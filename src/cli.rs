use std::{net::IpAddr, path::PathBuf};

use clap::{Parser, Subcommand};

use crate::{
    config::{Settings, DEVICES_EXAMPLE},
    error::Result,
};

/// The command line interface for the device broker.
///
/// Values given here override the settings file.
#[derive(Debug, Parser)]
#[command(author, version, about)]
pub struct Cli {
    /// Path to a settings file (RON).
    #[arg(long)]
    pub settings: Option<PathBuf>,

    /// Path to the device list.
    #[arg(short = 'C', long)]
    pub config: Option<PathBuf>,

    /// Port to listen on.
    #[arg(short, long)]
    pub port: Option<u16>,

    /// Address to listen on.
    #[arg(short, long)]
    pub address: Option<IpAddr>,

    /// Verbosity: 0 (nothing) to 3 (every message).
    #[arg(short, long)]
    pub verbose: Option<u8>,

    /// Log file, `-` for standard output.
    #[arg(short, long)]
    pub logfile: Option<String>,

    /// Subcommands
    #[command(subcommand)]
    pub command: Option<Commands>,
}

impl Cli {
    /// The settings file (or the defaults), with command line overrides applied.
    pub fn settings(&self) -> Result<Settings> {
        let mut settings = match &self.settings {
            Some(path) => Settings::new_from_path(path)?,
            None => Settings::default(),
        };

        if let Some(config) = &self.config {
            settings.devices = config.clone();
        }
        if let Some(port) = self.port {
            settings.port = port;
        }
        if let Some(address) = self.address {
            settings.address = address;
        }
        if let Some(verbose) = self.verbose {
            settings.verbose = verbose;
        }
        if let Some(logfile) = &self.logfile {
            settings.logfile = logfile.clone();
        }

        Ok(settings)
    }
}

/// Commands available in the command line interface.
#[derive(Debug, Subcommand)]
pub enum Commands {
    /// Examples for user convenience.
    #[command(subcommand)]
    Examples(Examples),
}

/// Helpful examples for users.
#[derive(Debug, Subcommand, Clone)]
pub enum Examples {
    /// Show an example of a settings file's contents.
    Settings,

    /// Show an example of a device list.
    Devices,
}

/// Run a subcommand.
pub fn handle_command(command: Commands) -> Result<()> {
    match command {
        Commands::Examples(Examples::Settings) => {
            println!("{}", Settings::example().serialize_pretty()?);
        }
        Commands::Examples(Examples::Devices) => {
            print!("{DEVICES_EXAMPLE}");
        }
    }

    Ok(())
}
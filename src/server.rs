use std::{
    collections::HashMap,
    net::{IpAddr, Ipv4Addr, SocketAddr},
    sync::Arc,
};

use axum::{
    extract::Path,
    http::{HeaderName, HeaderValue, StatusCode},
    response::{IntoResponse, Response},
    routing::get,
    Extension, Router,
};
use hyper::server::conn::Http;
use tokio::{net::TcpListener, sync::oneshot};
use tower::ServiceBuilder;
use tracing::{debug, debug_span, info, warn, Instrument};

use crate::{
    connection::{ConnectionCounter, ConnectionId},
    error::{Error, Result},
    manager::DeviceManager,
};

/// Failed requests carry the error message in this header too.
pub const ERROR_HEADER: &str = "error";

fn router(manager: Arc<DeviceManager>) -> Router {
    Router::new()
        .route("/:action", get(handle))
        .route("/:action/:target", get(handle))
        .route("/:action/:target/*message", get(handle))
        .layer(Extension(manager))
}

async fn handle(
    Extension(conn): Extension<ConnectionId>,
    Extension(manager): Extension<Arc<DeviceManager>>,
    Path(parts): Path<HashMap<String, String>>,
) -> Response {
    let part = |key: &str| parts.get(key).map(String::as_str).unwrap_or_default();

    let action = part("action");
    let target = part("target");
    let message = part("message");
    let message = message.strip_prefix('/').unwrap_or(message);

    debug!(%conn, %action, %target, %message, "Request");

    match manager.dispatch(action, target, message, conn).await {
        Ok(answer) => (StatusCode::OK, answer).into_response(),
        Err(e) => error_response(e),
    }
}

fn error_response(e: Error) -> Response {
    let text = e.to_string();
    let header = HeaderValue::from_str(&text).ok();

    let mut response = (StatusCode::BAD_REQUEST, text).into_response();
    if let Some(header) = header {
        response
            .headers_mut()
            .insert(HeaderName::from_static(ERROR_HEADER), header);
    }

    response
}

async fn run(
    manager: Arc<DeviceManager>,
    addr: SocketAddr,
    allocated_port: Option<oneshot::Sender<u16>>,
) -> Result<()> {
    let listener = TcpListener::bind(addr)
        .await
        .map_err(|e| Error::Transport(format!("can't listen on {addr}: {e}")))?;
    let addr = listener
        .local_addr()
        .map_err(|e| Error::Transport(format!("no local address: {e}")))?;

    if let Some(port_reply) = allocated_port {
        if port_reply.send(addr.port()).is_err() {
            warn!("Nobody listened for the allocated port");
        }
    }

    info!("listening on {}", addr);

    let app = router(manager.clone());
    let connections = ConnectionCounter::default();

    loop {
        let (stream, peer) = match listener.accept().await {
            Ok(accepted) => accepted,
            Err(e) => {
                warn!(?e, "Accept failed");
                continue;
            }
        };

        let conn = connections.next();
        let manager = manager.clone();

        // Every request on this connection knows which connection it came from.
        let service = ServiceBuilder::new()
            .layer(Extension(conn))
            .service(app.clone());

        tokio::spawn(
            async move {
                manager.conn_open(conn).await;

                if let Err(e) = Http::new().serve_connection(stream, service).await {
                    debug!(?e, "Connection ended with error");
                }

                manager.conn_close(conn).await;
            }
            .instrument(debug_span!("conn", %conn, %peer)),
        );
    }
}

/// Start the server on an arbitrary available port on localhost.
/// The port allocated will be sent on the provided channel.
pub async fn run_any_port(
    manager: Arc<DeviceManager>,
    allocated_port: oneshot::Sender<u16>,
) -> Result<()> {
    let addr = SocketAddr::new(IpAddr::V4(Ipv4Addr::LOCALHOST), 0);
    run(manager, addr, Some(allocated_port)).await
}

/// Start the server on the given address and port.
pub async fn run_on_port(manager: Arc<DeviceManager>, address: IpAddr, port: u16) -> Result<()> {
    run(manager, SocketAddr::new(address, port), None).await
}
use std::fmt::Display;
use std::sync::atomic::{AtomicU64, Ordering};

/// Identifies one transport-level connection for as long as it is open.
#[derive(Debug, Clone, Copy, Hash, PartialEq, Eq, PartialOrd, Ord)]
pub struct ConnectionId(pub u64);

impl ConnectionId {
    /// The name a connection goes by until it picks one itself.
    pub fn default_name(&self) -> String {
        format!("conn:{}", self.0)
    }
}

impl Display for ConnectionId {
    fn fmt(&self, f: &mut std::fmt::Formatter<'_>) -> std::fmt::Result {
        write!(f, "#{}", self.0)
    }
}

impl From<u64> for ConnectionId {
    fn from(id: u64) -> Self {
        Self(id)
    }
}

/// Hands out unique [`ConnectionId`]s.
#[derive(Debug, Default)]
pub struct ConnectionCounter(AtomicU64);

impl ConnectionCounter {
    /// The next unused id. Ids start at 1.
    pub fn next(&self) -> ConnectionId {
        ConnectionId(self.0.fetch_add(1, Ordering::Relaxed) + 1)
    }
}
use std::{
    net::{IpAddr, Ipv4Addr},
    path::{Path, PathBuf},
};

use serde::{Deserialize, Serialize};
use tracing::metadata::LevelFilter;

use crate::error::{Error, Result};

/// The list of devices the server offers.
pub mod devices;

/// Settings for running the server.
///
/// Every field may be left out of a settings file, the default is then used.
#[derive(Debug, Clone, PartialEq, Eq, Serialize, Deserialize)]
#[serde(default)]
pub struct Settings {
    /// Address to listen on.
    pub address: IpAddr,

    /// Port to listen on.
    pub port: u16,

    /// Path to the device list.
    pub devices: PathBuf,

    /// How much to log.
    /// 0: nothing, 1: server start and stop, 2: connections and devices, 3: every message.
    pub verbose: u8,

    /// Where to log. `-` means standard output.
    pub logfile: String,

    /// How many entries each connection's log of device traffic keeps.
    pub log_tap_capacity: usize,
}

/// The default port to run the server on.
pub const DEFAULT_PORT: u16 = 8082;

impl Default for Settings {
    fn default() -> Self {
        Self {
            address: IpAddr::V4(Ipv4Addr::UNSPECIFIED),
            port: DEFAULT_PORT,
            devices: PathBuf::from("/etc/device/devices.cfg"),
            verbose: 1,
            logfile: "-".into(),
            log_tap_capacity: 1024,
        }
    }
}

impl Settings {
    fn ron() -> ron::Options {
        ron::Options::default().with_default_extension(ron::extensions::Extensions::IMPLICIT_SOME)
    }

    /// Deserialize a .ron file's contents.
    pub fn deserialize(input: &str) -> Result<Self> {
        Self::ron()
            .from_str(input)
            .map_err(|e| Error::BadConfig(format!("bad settings: {e}")))
    }

    /// Settings with every field filled in.
    pub fn example() -> Self {
        Self {
            address: IpAddr::V4(Ipv4Addr::LOCALHOST),
            devices: PathBuf::from("devices.cfg"),
            verbose: 2,
            logfile: "/var/log/device-broker.log".into(),
            ..Default::default()
        }
    }

    /// Serialize the settings in a "pretty" (i.e. non-compact) fashion.
    pub fn serialize_pretty(&self) -> Result<String> {
        Self::ron()
            .to_string_pretty(self, ron::ser::PrettyConfig::default())
            .map_err(|e| Error::BadConfig(format!("can't serialize settings: {e}")))
    }

    /// Read settings from a RON file.
    pub fn new_from_path<P: AsRef<Path>>(p: P) -> Result<Self> {
        let p = p.as_ref();
        let s = std::fs::read_to_string(p)
            .map_err(|e| Error::BadConfig(format!("can't read settings {}: {e}", p.display())))?;

        Self::deserialize(&s)
    }

    /// The log level matching [`Settings::verbose`].
    pub fn log_level(&self) -> LevelFilter {
        match self.verbose {
            0 => LevelFilter::OFF,
            1 => LevelFilter::INFO,
            2 => LevelFilter::DEBUG,
            _ => LevelFilter::TRACE,
        }
    }

    /// The log file, unless logging to standard output.
    pub fn log_file(&self) -> Option<PathBuf> {
        match self.logfile.as_str() {
            "" | "-" => None,
            path => Some(PathBuf::from(path)),
        }
    }
}

/// An example device list.
pub const DEVICES_EXAMPLE: &str = r#"# <device name> <driver name> [-<parameter> <value>]...

# Repeats what it is asked.
echo    test

# A program speaking the Simple Pipe Protocol.
pipe    spp -prog "my_instrument --spp" \
            -read_timeout 10 -idn "My instrument"

# A line based instrument on a serial port.
psu     serial -dev /dev/ttyUSB0 -baud 19200 -parity 8N1
"#;
use thiserror::Error;

/// Errors that may occur in this library.
///
/// Every variant carries a message meant for the client,
/// which the HTTP front end sends back verbatim.
#[derive(Debug, Error, Clone, PartialEq, Eq)]
pub enum Error {
    /// The device configuration could not be read or parsed.
    #[error("{0}")]
    BadConfig(String),

    /// A device refers to a driver which does not exist.
    #[error("unknown driver: {0}")]
    UnknownDriver(String),

    /// A driver parameter is missing or has a bad value.
    #[error("{0}")]
    BadParameter(String),

    /// Device does not exist.
    #[error("unknown device: {0}")]
    NoSuchDevice(String),

    /// The requested action is not known.
    #[error("unknown action: {0}")]
    UnknownAction(String),

    /// The user did something which is not valid.
    /// For example, asked a device without naming it.
    #[error("{0}")]
    BadUsage(String),

    /// A program did not follow the Simple Pipe Protocol.
    #[error("{0}")]
    Protocol(String),

    /// The device reported an error (`#Error: ...`).
    #[error("{0}")]
    DeviceError(String),

    /// The device reported a fatal error (`#Fatal: ...`).
    #[error("{0}")]
    DeviceFatal(String),

    /// Another connection holds the device exclusively.
    #[error("device is locked")]
    Locked,

    /// The device can not be locked because others use it.
    #[error("Can't lock the device: it is in use")]
    InUse,

    /// Unlock was requested but the device is not locked.
    #[error("device is not locked")]
    NotLocked,

    /// Unlock was requested by a connection not holding the lock.
    #[error("device is locked by another connection")]
    LockedByOther,

    /// Log buffer was requested without starting logging first.
    #[error("Logging is off")]
    LoggingOff,

    /// A connection name is already used by another connection.
    #[error("connection name is already in use: {0}")]
    NameTaken(String),

    /// Pipes, processes, ports: getting bytes to and from the device failed.
    #[error("{0}")]
    Transport(String),

    /// Waiting for the device took too long.
    #[error("{0}")]
    Timeout(String),

    /// The driver was used while not open.
    #[error("{0}")]
    Closed(String),
}

/// Broad classes of [`Error`]s.
#[derive(Debug, Clone, Copy, PartialEq, Eq)]
pub enum ErrorKind {
    /// Malformed configuration, unknown device or driver, bad parameter.
    Configuration,

    /// The program behind a device broke the framing protocol.
    Protocol,

    /// The device itself reported a problem.
    Device,

    /// Locking and exclusivity conflicts between connections.
    Concurrency,

    /// Process, pipe or port failures, timeouts.
    Transport,

    /// The request itself was malformed.
    Usage,
}

impl Error {
    /// Which class of error this is.
    pub fn kind(&self) -> ErrorKind {
        match self {
            Error::BadConfig(_)
            | Error::UnknownDriver(_)
            | Error::BadParameter(_)
            | Error::NoSuchDevice(_) => ErrorKind::Configuration,
            Error::Protocol(_) => ErrorKind::Protocol,
            Error::DeviceError(_) | Error::DeviceFatal(_) => ErrorKind::Device,
            Error::Locked
            | Error::InUse
            | Error::NotLocked
            | Error::LockedByOther
            | Error::NameTaken(_) => ErrorKind::Concurrency,
            Error::Transport(_) | Error::Timeout(_) | Error::Closed(_) => ErrorKind::Transport,
            Error::UnknownAction(_) | Error::BadUsage(_) | Error::LoggingOff => ErrorKind::Usage,
        }
    }

    /// If this is a [`Error::BadConfig`], get the message.
    pub fn try_into_bad_config(self) -> std::result::Result<String, Self> {
        if let Self::BadConfig(v) = self {
            Ok(v)
        } else {
            Err(self)
        }
    }
}

/// A fallible result with this library's [`Error`].
pub type Result<T> = std::result::Result<T, Error>;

● ● ● ●

All lines above from the one containing "fn from(id: u64)" to the one containing "use tracing::metadata::LevelFilter;" must be repeated exactly, both lines included, and no others.

RESULT ->
    fn from(id: u64) -> Self {
        Self(id)
    }
}

/// Hands out unique [`ConnectionId`]s.
#[derive(Debug, Default)]
pub struct ConnectionCounter(AtomicU64);

impl ConnectionCounter {
    /// The next unused id. Ids start at 1.
    pub fn next(&self) -> ConnectionId {
        ConnectionId(self.0.fetch_add(1, Ordering::Relaxed) + 1)
    }
}
use std::{
    net::{IpAddr, Ipv4Addr},
    path::{Path, PathBuf},
};

use serde::{Deserialize, Serialize};
use tracing::metadata::LevelFilter;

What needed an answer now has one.